Byliśmy też świadkami niezwykle stronniczego sędziowania, co oczywiście w żaden sposób nie tłumaczy porażki Orlando. Warto jednak chyba obejrzeć jeszcze raz to spotkanie i popatrzeć na kilka kontrowersyjnych decyzji. Z tych, które pamietam:

  • punkty Courney’a Lee zdobyte floaterem, bodaj w trzeciej kwarcie, gdzie odgwizdano (słusznie) ofens na Jamesie, ale niesłusznie nie uznano punktów. Nawet w czasie meczu wyraźnie było widać na powtórce, że Lee wypuścił piłkę o wiele wcześniej, niż Lebron zajął pozycję obronną. Count it.
  • kontrowersyjne i zawsze ciężkie do oceny ofensy.
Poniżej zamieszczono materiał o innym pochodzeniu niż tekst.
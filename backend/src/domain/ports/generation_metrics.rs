//! Port for recording generation outcomes.
//!
//! Keeps the orchestrator independent of any metrics backend. Recording is
//! best effort; callers log and ignore failures.

use async_trait::async_trait;

use super::define_port_error;

define_port_error! {
    /// Errors exposed when recording generation metrics.
    pub enum GenerationMetricsError {
        /// Metric exporter rejected the write.
        Export { message: String } => "generation metrics exporter failed: {message}",
    }
}

/// Terminal outcome of one generation request.
#[derive(Debug, Clone, Copy, PartialEq, Eq, Hash)]
pub enum GenerationOutcome {
    Succeeded,
    MissingUpload,
    UnknownAccount,
    InsufficientCredits,
    UpstreamFailed,
    UpstreamTimedOut,
    UnrecognizedResponse,
    PersistenceFailed,
}

impl GenerationOutcome {
    /// Label value used by metric exporters.
    pub const fn as_label(self) -> &'static str {
        match self {
            Self::Succeeded => "succeeded",
            Self::MissingUpload => "missing_upload",
            Self::UnknownAccount => "unknown_account",
            Self::InsufficientCredits => "insufficient_credits",
            Self::UpstreamFailed => "upstream_failed",
            Self::UpstreamTimedOut => "upstream_timed_out",
            Self::UnrecognizedResponse => "unrecognized_response",
            Self::PersistenceFailed => "persistence_failed",
        }
    }
}

/// Metrics recording port for generation outcomes.
#[cfg_attr(test, mockall::automock)]
#[async_trait]
pub trait GenerationMetrics: Send + Sync {
    /// Count one finished request.
    async fn record(&self, outcome: GenerationOutcome) -> Result<(), GenerationMetricsError>;
}

/// Metrics sink that discards every observation.
#[derive(Debug, Default, Clone, Copy)]
pub struct NoOpGenerationMetrics;

#[async_trait]
impl GenerationMetrics for NoOpGenerationMetrics {
    async fn record(&self, _outcome: GenerationOutcome) -> Result<(), GenerationMetricsError> {
        Ok(())
    }
}
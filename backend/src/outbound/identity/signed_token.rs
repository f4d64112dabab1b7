//! HMAC-signed tokens binding a user id to a server secret.
//!
//! A token reads `<uuid>.<hex(hmac_sha256(secret, uuid))>`. Issuing tokens is a
//! development convenience; production deployments mount the secret from a
//! file shared with whichever service hands tokens out.

use std::path::Path;

use async_trait::async_trait;
use hmac::{Hmac, Mac};
use sha2::Sha256;
use zeroize::Zeroizing;

use crate::domain::UserId;
use crate::domain::ports::{IdentityProvider, IdentityProviderError};

const SEPARATOR: char = '.';
const MIN_SECRET_LEN: usize = 32;

type HmacSha256 = Hmac<Sha256>;

/// Failures while loading the signing secret.
#[derive(Debug, thiserror::Error)]
pub enum TokenSecretError {
    #[error("failed to read token secret from {path}: {source}")]
    Read {
        path: String,
        #[source]
        source: std::io::Error,
    },
    #[error("token secret must be at least {MIN_SECRET_LEN} bytes, got {length}")]
    TooShort { length: usize },
    #[error("token secret rejected as HMAC key: {message}")]
    InvalidKey { message: String },
}

/// Identity provider verifying signed bearer tokens.
pub struct SignedTokenIdentityProvider {
    mac: HmacSha256,
}

impl SignedTokenIdentityProvider {
    /// Build a provider around an in-memory secret.
    ///
    /// # Errors
    ///
    /// Returns [`TokenSecretError::TooShort`] for secrets under 32 bytes.
    pub fn new(secret: Zeroizing<Vec<u8>>) -> Result<Self, TokenSecretError> {
        if secret.len() < MIN_SECRET_LEN {
            return Err(TokenSecretError::TooShort {
                length: secret.len(),
            });
        }
        let mac = HmacSha256::new_from_slice(secret.as_slice()).map_err(|err| {
            TokenSecretError::InvalidKey {
                message: err.to_string(),
            }
        })?;
        Ok(Self { mac })
    }

    /// Load the secret from a file, trimming a trailing newline.
    ///
    /// # Errors
    ///
    /// Fails when the file cannot be read or holds too short a secret.
    pub fn from_file(path: &Path) -> Result<Self, TokenSecretError> {
        let mut raw = Zeroizing::new(std::fs::read(path).map_err(|source| {
            TokenSecretError::Read {
                path: path.display().to_string(),
                source,
            }
        })?);
        while raw.last().is_some_and(|byte| byte.is_ascii_whitespace()) {
            raw.pop();
        }
        Self::new(raw)
    }

    /// Provider with a random per-process secret.
    ///
    /// Tokens issued by it stop working on restart.
    ///
    /// # Errors
    ///
    /// Propagates key setup failures from [`Self::new`].
    pub fn ephemeral() -> Result<Self, TokenSecretError> {
        let mut secret = Zeroizing::new(Vec::with_capacity(MIN_SECRET_LEN));
        secret.extend_from_slice(uuid::Uuid::new_v4().as_bytes());
        secret.extend_from_slice(uuid::Uuid::new_v4().as_bytes());
        Self::new(secret)
    }

    /// Mint a token for `user_id`.
    pub fn issue(&self, user_id: &UserId) -> String {
        format!("{user_id}{SEPARATOR}{}", hex::encode(self.sign(user_id.as_ref())))
    }

    fn keyed(&self, subject: &str) -> HmacSha256 {
        let mut mac = self.mac.clone();
        mac.update(subject.as_bytes());
        mac
    }

    fn sign(&self, subject: &str) -> Vec<u8> {
        self.keyed(subject).finalize().into_bytes().to_vec()
    }
}

#[async_trait]
impl IdentityProvider for SignedTokenIdentityProvider {
    async fn resolve(&self, token: &str) -> Result<UserId, IdentityProviderError> {
        let (subject, signature) = token
            .split_once(SEPARATOR)
            .ok_or_else(|| IdentityProviderError::malformed("missing signature"))?;
        let user_id = UserId::new(subject)
            .map_err(|err| IdentityProviderError::malformed(err.to_string()))?;
        let provided = hex::decode(signature)
            .map_err(|_| IdentityProviderError::malformed("signature is not hex"))?;

        self.keyed(user_id.as_ref())
            .verify_slice(&provided)
            .map_err(|_| IdentityProviderError::rejected())?;
        Ok(user_id)
    }
}

#[cfg(test)]
mod tests {
    use std::io::Write;

    use super::*;
    use rstest::{fixture, rstest};

    #[fixture]
    fn provider() -> SignedTokenIdentityProvider {
        SignedTokenIdentityProvider::new(Zeroizing::new(vec![7_u8; 32])).expect("secret")
    }

    #[rstest]
    #[tokio::test]
    async fn issued_tokens_resolve(provider: SignedTokenIdentityProvider) {
        let user_id = UserId::random();
        let token = provider.issue(&user_id);

        assert_eq!(provider.resolve(&token).await.expect("valid token"), user_id);
    }

    #[rstest]
    #[tokio::test]
    async fn tokens_from_another_secret_are_rejected(provider: SignedTokenIdentityProvider) {
        let other = SignedTokenIdentityProvider::ephemeral().expect("ephemeral secret");
        let token = other.issue(&UserId::random());

        assert_eq!(
            provider.resolve(&token).await.expect_err("foreign token"),
            IdentityProviderError::Rejected
        );
    }

    #[rstest]
    #[tokio::test]
    async fn swapped_subject_is_rejected(provider: SignedTokenIdentityProvider) {
        let token = provider.issue(&UserId::random());
        let (_, signature) = token.split_once('.').expect("separator");
        let forged = format!("{}.{signature}", UserId::random());

        assert_eq!(
            provider.resolve(&forged).await.expect_err("forged token"),
            IdentityProviderError::Rejected
        );
    }

    #[rstest]
    #[case("no-separator")]
    #[case("not-a-uuid.abcd")]
    #[case("3fa85f64-5717-4562-b3fc-2c963f66afa6.zz")]
    #[tokio::test]
    async fn malformed_tokens_are_reported(
        provider: SignedTokenIdentityProvider,
        #[case] token: &str,
    ) {
        assert!(matches!(
            provider.resolve(token).await,
            Err(IdentityProviderError::Malformed { .. })
        ));
    }

    #[rstest]
    fn short_secrets_are_refused() {
        assert!(matches!(
            SignedTokenIdentityProvider::new(Zeroizing::new(vec![1_u8; 8])),
            Err(TokenSecretError::TooShort { length: 8 })
        ));
    }

    #[rstest]
    fn secret_files_are_trimmed() {
        let mut file = tempfile::NamedTempFile::new().expect("temp file");
        writeln!(file, "{}", "s".repeat(40)).expect("write secret");

        let provider = SignedTokenIdentityProvider::from_file(file.path()).expect("load secret");
        let untrimmed = SignedTokenIdentityProvider::new(Zeroizing::new(b"s".repeat(40)))
            .expect("in-memory secret");

        let user_id = UserId::random();
        assert_eq!(provider.issue(&user_id), untrimmed.issue(&user_id));
    }

    #[rstest]
    fn signatures_are_hmac_sha256_of_the_subject() {
        let provider = SignedTokenIdentityProvider::new(Zeroizing::new(b"Jefe".repeat(8)))
            .expect("secret");
        let mut reference = HmacSha256::new_from_slice(&b"Jefe".repeat(8)).expect("key");
        reference.update(b"3fa85f64-5717-4562-b3fc-2c963f66afa6");

        assert_eq!(
            provider.sign("3fa85f64-5717-4562-b3fc-2c963f66afa6"),
            reference.finalize().into_bytes().to_vec()
        );
    }

    #[rstest]
    #[tokio::test]
    async fn truncated_signatures_are_rejected(provider: SignedTokenIdentityProvider) {
        let token = provider.issue(&UserId::random());
        let truncated = &token[..token.len() - 2];

        assert_eq!(
            provider.resolve(truncated).await.expect_err("truncated token"),
            IdentityProviderError::Rejected
        );
    }
}
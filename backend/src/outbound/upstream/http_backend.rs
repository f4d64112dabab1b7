//! Reqwest-backed generation backend.
//!
//! This adapter owns transport details only: the multipart request, the time
//! budget, status mapping and body decoding. Interpreting the decoded payload
//! is left to the domain normalizer.

use std::time::Duration;

use async_trait::async_trait;
use reqwest::multipart::{Form, Part};
use reqwest::{Body, Client, StatusCode, Url};
use serde_json::Value;
use tracing::debug;

use crate::domain::StagedUpload;
use crate::domain::generation::UpstreamResult;
use crate::domain::ports::{GenerationBackend, GenerationBackendError};

/// Multipart field carrying the image.
pub const IMAGE_FIELD_NAME: &str = "image";

const DEFAULT_FILE_NAME: &str = "upload";
const DEFAULT_USER_AGENT: &str = concat!("headshot-backend/", env!("CARGO_PKG_VERSION"));

/// Generation backend that POSTs the staged image to one endpoint.
pub struct HttpGenerationBackend {
    client: Client,
    endpoint: Url,
    timeout: Duration,
}

impl HttpGenerationBackend {
    /// Build an adapter whose requests fail after `timeout`.
    ///
    /// # Errors
    ///
    /// Returns an error when the reqwest client cannot be constructed.
    pub fn new(endpoint: Url, timeout: Duration) -> Result<Self, reqwest::Error> {
        let client = Client::builder()
            .timeout(timeout)
            .user_agent(DEFAULT_USER_AGENT)
            .build()?;
        Ok(Self {
            client,
            endpoint,
            timeout,
        })
    }

    /// Endpoint requests are sent to.
    pub fn endpoint(&self) -> &Url {
        &self.endpoint
    }

    async fn build_form(&self, upload: &StagedUpload) -> Result<Form, GenerationBackendError> {
        let path = upload.path().ok_or_else(|| {
            GenerationBackendError::transport("staged upload was released before forwarding")
        })?;
        let file = tokio::fs::File::open(path).await.map_err(|error| {
            GenerationBackendError::transport(format!("failed to open staged upload: {error}"))
        })?;

        let mut part = Part::stream_with_length(Body::from(file), upload.size_bytes())
            .file_name(upload.file_name().unwrap_or(DEFAULT_FILE_NAME).to_owned());
        if let Some(content_type) = upload.content_type() {
            part = part.mime_str(content_type).map_err(|error| {
                GenerationBackendError::transport(format!("invalid upload content type: {error}"))
            })?;
        }
        Ok(Form::new().part(IMAGE_FIELD_NAME, part))
    }
}

#[async_trait]
impl GenerationBackend for HttpGenerationBackend {
    async fn forward(
        &self,
        upload: &StagedUpload,
    ) -> Result<UpstreamResult, GenerationBackendError> {
        let form = self.build_form(upload).await?;
        debug!(
            endpoint = %self.endpoint,
            size_bytes = upload.size_bytes(),
            timeout_secs = self.timeout.as_secs(),
            "forwarding upload"
        );

        let response = self
            .client
            .post(self.endpoint.clone())
            .multipart(form)
            .send()
            .await
            .map_err(map_transport_error)?;

        let status = response.status();
        let body = response.bytes().await.map_err(map_transport_error)?;
        if !status.is_success() {
            return Err(map_status_error(status, body.as_ref()));
        }

        Ok(UpstreamResult::new(decode_body(body.as_ref())))
    }
}

/// Parse a success body as JSON, falling back to the raw text.
fn decode_body(body: &[u8]) -> Value {
    serde_json::from_slice(body)
        .unwrap_or_else(|_| Value::String(String::from_utf8_lossy(body).trim().to_owned()))
}

fn map_transport_error(error: reqwest::Error) -> GenerationBackendError {
    if error.is_timeout() {
        GenerationBackendError::timeout(error.to_string())
    } else {
        GenerationBackendError::transport(error.to_string())
    }
}

fn map_status_error(status: StatusCode, body: &[u8]) -> GenerationBackendError {
    let details = serde_json::from_slice(body).unwrap_or_else(|_| Value::String(body_preview(body)));
    GenerationBackendError::rejected(status.as_u16(), details)
}

fn body_preview(body: &[u8]) -> String {
    const PREVIEW_CHAR_LIMIT: usize = 160;

    let compact = String::from_utf8_lossy(body)
        .split_whitespace()
        .collect::<Vec<_>>()
        .join(" ");
    let preview = compact.chars().take(PREVIEW_CHAR_LIMIT).collect::<String>();
    if compact.chars().count() > PREVIEW_CHAR_LIMIT {
        format!("{preview}...")
    } else {
        preview
    }
}
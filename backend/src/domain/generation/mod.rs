//! Generation use case: response normalisation, failure taxonomy and the
//! orchestrating service.

mod error;
mod normalizer;
mod service;
mod stage;

pub use self::error::GenerationError;
pub use self::normalizer::{
    CanonicalResult, ResponseNormalizer, ShapeSniffingNormalizer, UnrecognizedResponseShape,
    UpstreamResult, normalize,
};
pub use self::service::{GenerationService, GenerationSettings};
pub use self::stage::GenerationStage;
Ten najbardziej widoczny i rażący w oczy to Delonte wbijający się łokciem w Lewisa na połowie Cavs.To było wtedy, kiedy po walce w parkiecie West dostał piłkę będąc w niezbyt wygodnej pozycji, zaczął biec, ale przestawił przedramieniem stojącego przed nim Rasharda. Inaczej możnaby również odwizdać dwie akcje na Gortacie: najpierw wbił się w niego Lebron, później Sasha. Za drugim razem nie wiem jak można było odgwizdać 2+1. Za pierwszym razem był Lebron, tak więc nie dziwię się, że zagwizdali tak a nie inaczej. No i ten „łokieć” Hedo po których Varejao odleciał na 20 metrów do tyłu, jakby rażony piorunem. Proszę…
  • Wiem, że są playoffy, ale czy Mo nie powinien dostać dacha za rzucenie piłką w Howarda?

Orlando wyrastają na mistrzów spokojnego odrabiania strat, ale może warto się zastanowić, dlaczego każdy mecz zaczynają od tak wielkiego przestoju i dopiero tak późno się budzą do życia. Kiedy polegają jedynie na trójkach, gra idzie im zddecydowanie gorzej niż kiedy decydują się na rozrzucenie obrony i zespołowe, szybkie granie.

Po dwóch meczach z Cavs, remis 1-1 brałbym w ciemno na miejscu fanów Orlando. Teraz, wiadomo, że pozostał wielki niedosyt, ale jako kibic koszykówki zdecydowanie wolę taką sytuację, niż 2-0 i szansę na potencjalny sweep.

Zastanawia mnie jednak to, na ile człowiekiem jest Lebron. Grając drugi taki intensywny mecz z rzędu, kiedy praktycznie samotnie ciągnie za sobą drużynę przez ponad 30 minut, ciekawe na ile wystarczy mu dynamitu w nogach, energii, siły żeby biegać na maksymalnej prędkości, wbijać się po swojemu na siłę między 3 zawodników i do tego jeszcze wracać do obrony i pomagać przy podwojeniach Dwighta.

Dzisiaj w nocy Lakersi, a w niedzielę wracamy do Orlando na kolejny pojedynek. Kto wie, może znowu uda mi się go obejrzeć i trochę pomarudzić na koniec.